Tuesday, June 4, 2013

What Role Does an Estate Tax Have in a Meritocracy?

The appeal of a meritocratic system runs deep in American society. We believe that this country should be one where everyone gets a chance. "Equality of opportunity" has become the phrase of choice when approaching what composes a just system of distribution. If everyone starts from the same place, then let them end up where their merits take them. Thus we believe that people should have the right to reasonably exercise control over property that they gained from an initial position of equality with others.
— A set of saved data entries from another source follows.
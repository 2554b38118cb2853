//! Item schema and registration contract shared across the workspace.
//!
//! `factory-core` defines the declarative data model for item types (parts,
//! paint, gloss, fuel) and the two seams a host exposes to content:
//! [`ItemRegistry`], the capability used to register definitions, and
//! [`Mod`], the load-once / tick-many lifecycle the host drives.
//!
//! Nothing in this crate performs I/O. Registries are always passed in
//! explicitly, so content can be exercised against any implementation.
pub mod catalog;
pub mod config;
pub mod error;
pub mod item;
pub mod mods;
pub mod registry;

pub use catalog::Catalog;
pub use config::HostConfig;
pub use error::{CatalogError, ErrorSeverity, ValidationError};
pub use item::{Energy, Fuel, FuelKind, ItemDefinition, PartDefinition, Rgba, Vec3};
pub use mods::{Mod, Tick};
pub use registry::{ItemId, ItemRegistry, RegistryError};
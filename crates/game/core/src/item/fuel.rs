/// Amount of energy in base energy units.
#[derive(Clone, Copy, Debug, Default, PartialEq, Eq, PartialOrd, Ord, Hash)]
#[cfg_attr(feature = "serde", derive(serde::Serialize, serde::Deserialize))]
#[cfg_attr(feature = "serde", serde(transparent))]
pub struct Energy(pub u64);

impl Energy {
    pub const ZERO: Self = Self(0);

    /// `n` million base units, saturating at `u64::MAX`.
    pub const fn mega(n: u64) -> Self {
        Self(n.saturating_mul(1_000_000))
    }

    pub const fn units(self) -> u64 {
        self.0
    }

    pub const fn is_zero(self) -> bool {
        self.0 == 0
    }
}

impl core::fmt::Display for Energy {
    fn fmt(&self, f: &mut core::fmt::Formatter<'_>) -> core::fmt::Result {
        if self.0 >= 1_000_000 && self.0 % 1_000_000 == 0 {
            write!(f, "{}M", self.0 / 1_000_000)
        } else {
            write!(f, "{}", self.0)
        }
    }
}

/// Combustion category of a fuel.
///
/// Only chemical fuel exists in the catalog; further kinds are not assumed.
#[derive(
    Clone,
    Copy,
    Debug,
    PartialEq,
    Eq,
    Hash,
    strum::Display,
    strum::EnumString,
    strum::IntoStaticStr,
)]
#[strum(serialize_all = "lowercase")]
#[cfg_attr(feature = "serde", derive(serde::Serialize, serde::Deserialize))]
#[cfg_attr(feature = "serde", serde(rename_all = "lowercase"))]
pub enum FuelKind {
    Chemical,
}

/// Combustion properties of a burnable item.
#[derive(Clone, Copy, Debug, PartialEq, Eq, Hash)]
#[cfg_attr(feature = "serde", derive(serde::Serialize, serde::Deserialize))]
pub struct Fuel {
    pub kind: FuelKind,
    pub energy: Energy,
}

impl Fuel {
    pub const fn new(kind: FuelKind, energy: Energy) -> Self {
        Self { kind, energy }
    }

    pub const fn chemical(energy: Energy) -> Self {
        Self::new(FuelKind::Chemical, energy)
    }
}
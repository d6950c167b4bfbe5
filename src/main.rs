use anyhow::{anyhow, Result};
use chrono::Utc;
use clap::{Parser, Subcommand};
use coinhist::commands::{export, ingest};
use coinhist::config::IngestConfig;
use coinhist::context::AppContext;
use log::info;
use std::env;
use std::path::PathBuf;
use std::time::Instant;

const DEFAULT_EXPORT_FILE: &str = "data/snapshots.json";

#[derive(Parser)]
#[command(name = "coinhist")]
#[command(about = "Incremental daily-history ingestor for CoinGecko market data")]
struct Cli {
    #[command(subcommand)]
    command: Commands,
}

#[derive(Subcommand)]
enum Commands {
    /// Fetch and persist every daily snapshot the store is missing
    Ingest,
    /// Export the persisted snapshot table as a JSON array for the dashboard
    Export {
        /// Destination file for the export
        #[arg(short, long = "output", value_name = "PATH")]
        output: Option<PathBuf>,
    },
}

#[tokio::main]
async fn main() -> Result<()> {
    let cli = Cli::parse();
    let Cli { command } = cli;

    env_logger::Builder::from_env(env_logger::Env::default().default_filter_or("info")).init();

    let database_url = env::var("DATABASE_URL").ok();
    if database_url.is_none() {
        return Err(anyhow!(
            "DATABASE_URL must be set; it is the address of the snapshot store."
        ));
    }
    let app_context = AppContext::initialize(database_url).await?;

    let started = Instant::now();
    match command {
        Commands::Ingest => {
            let config = IngestConfig::from_env()?;
            let today = Utc::now().date_naive();
            ingest::run(&app_context, &config, today).await?;
        }
        Commands::Export { output } => {
            let output_path = output.unwrap_or_else(|| PathBuf::from(DEFAULT_EXPORT_FILE));
            export::run(&app_context, &output_path).await?;
        }
    }
    info!("Finished in {:.2}s", started.elapsed().as_secs_f64());

    Ok(())
}
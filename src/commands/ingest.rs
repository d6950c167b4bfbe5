use crate::config::IngestConfig;
use crate::context::AppContext;
use crate::gecko::GeckoClient;
use crate::ingest::IngestionRunner;
use crate::planner::plan_range;
use crate::retry::retry_store_operation;
use anyhow::{Context, Result};
use chrono::NaiveDate;
use log::{info, warn};
use reqwest::Client as HttpClient;

/// One full ingestion pass: plan the dates the store is missing, fetch and
/// flatten each in chronological order, then append the batch.
///
/// An unreachable store at the start only widens the plan to the epoch; an
/// unwritable store at the end is fatal, since a batch that cannot be
/// persisted would otherwise be silently lost work.
pub async fn run(app: &AppContext, config: &IngestConfig, today: NaiveDate) -> Result<()> {
    let latest = read_latest_stored_date(app).await;
    let dates = plan_range(latest, today, config.epoch);

    match dates.as_slice() {
        [] => info!("Store already covers {}; nothing to fetch", today),
        [only] => info!("Fetching 1 day of {} history: {}", config.coin_id, only),
        [first, .., last] => info!(
            "Fetching {} day(s) of {} history: {} - {}",
            dates.len(),
            config.coin_id,
            first,
            last
        ),
    }

    let http = HttpClient::new();
    let client = GeckoClient::new(&http, config)?;
    let batch = IngestionRunner::new(client, dates).run().await;

    let mut db = app
        .database()
        .await
        .context("snapshot store unavailable for writing")?;
    db.ensure_snapshot_table().await?;
    let appended = retry_store_operation!("snapshot append", db.append_snapshots(&batch))
        .context("failed to persist snapshot batch")?;
    info!("Appended {} snapshot row(s)", appended);

    Ok(())
}

async fn read_latest_stored_date(app: &AppContext) -> Option<NaiveDate> {
    let db = match app.database().await {
        Ok(db) => db,
        Err(err) => {
            warn!(
                "Snapshot store unavailable ({}). Starting from the epoch date.",
                err
            );
            return None;
        }
    };

    match db.latest_snapshot_date().await {
        Ok(latest) => latest,
        Err(err) => {
            warn!(
                "Could not read the latest stored date ({}). Starting from the epoch date.",
                err
            );
            None
        }
    }
}
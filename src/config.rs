use anyhow::{anyhow, Result};
use chrono::NaiveDate;
use std::collections::HashMap;
use std::env;

const API_KEY_SETTING: &str = "RAPIDAPI_KEY";
const API_HOST_SETTING: &str = "RAPIDAPI_HOST";
const BASE_URL_SETTING: &str = "COINHIST_BASE_URL";
const COIN_ID_SETTING: &str = "COINHIST_COIN_ID";
const EPOCH_SETTING: &str = "COINHIST_EPOCH";

const DEFAULT_API_HOST: &str = "coingecko.p.rapidapi.com";
const DEFAULT_COIN_ID: &str = "ethereum";

/// Earliest date the history endpoint serves data for the default coin.
fn default_epoch() -> NaiveDate {
    NaiveDate::from_ymd_opt(2015, 8, 7).expect("valid epoch constant")
}

/// Everything the fetcher needs, resolved up front so it never touches
/// ambient process state and can be pointed at a stub in tests.
#[derive(Debug, Clone)]
pub struct IngestConfig {
    pub api_key: String,
    pub api_host: String,
    pub base_url: String,
    pub coin_id: String,
    pub epoch: NaiveDate,
}

impl IngestConfig {
    pub fn from_env() -> Result<Self> {
        let settings: HashMap<String, String> = env::vars().collect();
        Self::from_settings_map(&settings)
    }

    pub fn from_settings_map(settings: &HashMap<String, String>) -> Result<Self> {
        let api_key = require_setting(settings, API_KEY_SETTING)?.to_string();
        let api_host = optional_setting(settings, API_HOST_SETTING)
            .unwrap_or(DEFAULT_API_HOST)
            .to_string();
        let base_url = optional_setting(settings, BASE_URL_SETTING)
            .map(|value| value.to_string())
            .unwrap_or_else(|| format!("https://{}", api_host));
        let coin_id = optional_setting(settings, COIN_ID_SETTING)
            .unwrap_or(DEFAULT_COIN_ID)
            .to_string();
        let epoch = match optional_setting(settings, EPOCH_SETTING) {
            Some(raw) => parse_setting_date(EPOCH_SETTING, raw)?,
            None => default_epoch(),
        };

        Ok(Self {
            api_key,
            api_host,
            base_url: base_url.trim_end_matches('/').to_string(),
            coin_id,
            epoch,
        })
    }
}

fn require_setting<'a>(settings: &'a HashMap<String, String>, key: &str) -> Result<&'a str> {
    optional_setting(settings, key).ok_or_else(|| anyhow!("Missing required setting {}", key))
}

fn optional_setting<'a>(settings: &'a HashMap<String, String>, key: &str) -> Option<&'a str> {
    settings
        .get(key)
        .map(|value| value.trim())
        .filter(|value| !value.is_empty())
}

fn parse_setting_date(key: &str, raw: &str) -> Result<NaiveDate> {
    NaiveDate::parse_from_str(raw, "%Y-%m-%d").map_err(|_| {
        anyhow!(
            "Setting {} must be a date in YYYY-MM-DD format (value: {})",
            key,
            raw
        )
    })
}
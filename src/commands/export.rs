use crate::context::AppContext;
use anyhow::{Context, Result};
use log::info;
use serde_json::Value;
use std::path::Path;
use tokio::fs;

/// Dumps every persisted snapshot row to a JSON array file, the format the
/// dashboard reads.
pub async fn run(app: &AppContext, output_path: &Path) -> Result<()> {
    let db = app.database().await?;
    db.ensure_snapshot_table().await?;
    let records = db.fetch_all_snapshots().await?;

    let rows: Vec<Value> = records.into_iter().map(Value::Object).collect();
    let serialized = serde_json::to_string_pretty(&rows)?;

    if let Some(parent) = output_path.parent() {
        if !parent.as_os_str().is_empty() {
            fs::create_dir_all(parent).await?;
        }
    }
    fs::write(output_path, serialized)
        .await
        .with_context(|| format!("failed to write snapshot export to {}", output_path.display()))?;

    info!(
        "Exported {} snapshot row(s) to {}",
        rows.len(),
        output_path.display()
    );
    Ok(())
}
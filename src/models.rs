use chrono::NaiveDate;
use serde::{Deserialize, Serialize};
use serde_json::Value;
use std::collections::BTreeMap;

/// Date format the history endpoint expects, day first (`31-12-2020`).
pub const DATE_WIRE_FORMAT: &str = "%d-%m-%Y";

/// Key the fetch date is merged under in every flattened record.
pub const DATE_FIELD: &str = "date";

/// Marker field set on records whose date could not be fetched cleanly.
pub const INGESTION_ERROR_FIELD: &str = "ingestion_error";

pub fn format_date_key(date: NaiveDate) -> String {
    date.format(DATE_WIRE_FORMAT).to_string()
}

/// The unprocessed response for one date, tagged with the date it was
/// requested for. The payload may be an API error body or a synthesized
/// degraded object; the tag is the only point of truth for ordering.
#[derive(Debug, Clone)]
pub struct RawSnapshot {
    pub date: NaiveDate,
    pub payload: Value,
}

/// One row destined for storage: dotted field path to leaf value. Fields the
/// API did not return are simply absent, never null-padded.
#[derive(Debug, Clone, Serialize, Deserialize)]
pub struct FlatRecord {
    pub date: NaiveDate,
    pub values: BTreeMap<String, Value>,
}

impl FlatRecord {
    pub fn date_key(&self) -> String {
        format_date_key(self.date)
    }

    pub fn is_degraded(&self) -> bool {
        self.values.contains_key(INGESTION_ERROR_FIELD)
    }
}

/// Chronologically ordered output of one ingestion run.
pub type SnapshotBatch = Vec<FlatRecord>;
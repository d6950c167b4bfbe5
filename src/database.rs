use crate::models::{FlatRecord, SnapshotBatch};
use anyhow::{Context, Result};
use chrono::{DateTime, NaiveDate, Utc};
use log::error;
use serde_json::{Map, Value};
use std::collections::HashSet;
use tokio_postgres::error::SqlState;
use tokio_postgres::types::ToSql;
use tokio_postgres::{Client, NoTls, Transaction};

const SNAPSHOT_TABLE: &str = "snapshots";
const DATE_COLUMN: &str = "snapshot_date";
const INGESTED_AT_COLUMN: &str = "ingested_at";

/// Append-only snapshot store.
///
/// The table starts with just the typed date key and grows one JSONB column
/// per dotted field path as the API surfaces new fields. Existing rows are
/// never rewritten by this pipeline.
pub struct Database {
    client: Client,
}

impl Database {
    pub async fn new<S: AsRef<str>>(database_url: S) -> Result<Self> {
        let database_url = database_url.as_ref().to_string();
        let (client, connection) = tokio_postgres::connect(&database_url, NoTls)
            .await
            .with_context(|| format!("failed to connect to PostgreSQL at {}", database_url))?;

        tokio::spawn(async move {
            if let Err(err) = connection.await {
                error!("PostgreSQL connection error: {}", err);
            }
        });

        Ok(Self { client })
    }

    pub async fn ensure_snapshot_table(&self) -> Result<()> {
        self.client
            .batch_execute(
                "CREATE TABLE IF NOT EXISTS snapshots (
                     snapshot_date DATE NOT NULL,
                     ingested_at TIMESTAMPTZ NOT NULL DEFAULT now()
                 )",
            )
            .await
            .context("failed to create snapshot table")?;
        Ok(())
    }

    /// Newest date present in the table, or `None` when the table is empty
    /// or has not been created yet (the first ever run).
    pub async fn latest_snapshot_date(&self) -> Result<Option<NaiveDate>> {
        match self
            .client
            .query_one("SELECT MAX(snapshot_date) FROM snapshots", &[])
            .await
        {
            Ok(row) => Ok(row.get(0)),
            Err(err) if err.code() == Some(&SqlState::UNDEFINED_TABLE) => Ok(None),
            Err(err) => Err(err.into()),
        }
    }

    /// Appends every record of the batch in one transaction, widening the
    /// schema first for dotted paths the table has not seen yet. Fields a
    /// record lacks are left SQL NULL by omission. An empty batch is a no-op.
    pub async fn append_snapshots(&mut self, batch: &SnapshotBatch) -> Result<usize> {
        if batch.is_empty() {
            return Ok(0);
        }

        let mut known_columns = self.snapshot_columns().await?;
        let tx = self.client.transaction().await?;

        for record in batch {
            for path in record.values.keys() {
                if known_columns.contains(path) {
                    continue;
                }
                tx.batch_execute(&format!(
                    "ALTER TABLE {} ADD COLUMN IF NOT EXISTS {} JSONB",
                    SNAPSHOT_TABLE,
                    quote_ident(path)
                ))
                .await
                .with_context(|| format!("failed to add snapshot column for {}", path))?;
                known_columns.insert(path.clone());
            }
        }

        for record in batch {
            insert_record(&tx, record).await?;
        }

        tx.commit().await?;
        Ok(batch.len())
    }

    /// Every persisted row in chronological order, dynamic columns
    /// reassembled into flat JSON objects. NULL cells are omitted so absent
    /// fields stay absent in the export.
    pub async fn fetch_all_snapshots(&self) -> Result<Vec<Map<String, Value>>> {
        let rows = self
            .client
            .query(
                "SELECT * FROM snapshots ORDER BY snapshot_date, ingested_at",
                &[],
            )
            .await?;

        let mut records = Vec::with_capacity(rows.len());
        for row in rows {
            let mut record = Map::new();
            for (idx, column) in row.columns().iter().enumerate() {
                match column.name() {
                    DATE_COLUMN => {
                        let date: NaiveDate = row.get(idx);
                        record.insert(
                            DATE_COLUMN.to_string(),
                            Value::String(date.format("%Y-%m-%d").to_string()),
                        );
                    }
                    INGESTED_AT_COLUMN => {
                        let ingested_at: DateTime<Utc> = row.get(idx);
                        record.insert(
                            INGESTED_AT_COLUMN.to_string(),
                            Value::String(ingested_at.to_rfc3339()),
                        );
                    }
                    name => {
                        if let Some(value) = row.get::<_, Option<Value>>(idx) {
                            record.insert(name.to_string(), value);
                        }
                    }
                }
            }
            records.push(record);
        }

        Ok(records)
    }

    async fn snapshot_columns(&self) -> Result<HashSet<String>> {
        let rows = self
            .client
            .query(
                "SELECT column_name FROM information_schema.columns
                 WHERE table_schema = current_schema() AND table_name = $1",
                &[&SNAPSHOT_TABLE],
            )
            .await?;
        Ok(rows.into_iter().map(|row| row.get(0)).collect())
    }
}

async fn insert_record(tx: &Transaction<'_>, record: &FlatRecord) -> Result<()> {
    let mut columns = vec![quote_ident(DATE_COLUMN)];
    let mut placeholders = vec!["$1".to_string()];
    let mut params: Vec<&(dyn ToSql + Sync)> = vec![&record.date];

    for (idx, (path, value)) in record.values.iter().enumerate() {
        columns.push(quote_ident(path));
        placeholders.push(format!("${}", idx + 2));
        params.push(value);
    }

    let statement = format!(
        "INSERT INTO {} ({}) VALUES ({})",
        SNAPSHOT_TABLE,
        columns.join(", "),
        placeholders.join(", ")
    );
    tx.execute(statement.as_str(), &params)
        .await
        .with_context(|| format!("failed to append snapshot for {}", record.date_key()))?;
    Ok(())
}

fn quote_ident(name: &str) -> String {
    format!("\"{}\"", name.replace('"', "\"\""))
}

#[cfg(test)]
mod tests {
    use super::quote_ident;

    #[test]
    fn identifiers_are_quoted_and_escaped() {
        assert_eq!(quote_ident("snapshot_date"), "\"snapshot_date\"");
        assert_eq!(
            quote_ident("market_data.current_price.usd"),
            "\"market_data.current_price.usd\""
        );
        assert_eq!(quote_ident("odd\"name"), "\"odd\"\"name\"");
    }
}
The question of the levying of an estate tax, however, provides a challenge to this meritocratic premise. On the one hand, an estate tax can be construed as seizing the earned property of an individual who justly acquired it. While an argument can be put forth that property rights do not carry on past the grave, it's a strange argument to say that I could transfer my property whatever way I choose while still alive but that I could not, while alive, will my property to certain ends contingent upon my death. Most reasonable people would agree that individuals have a right to some control of their property after death. If I earned my property starting from a position of equality, then the meritocratic prerogative is for me to have control over the transfer of that property.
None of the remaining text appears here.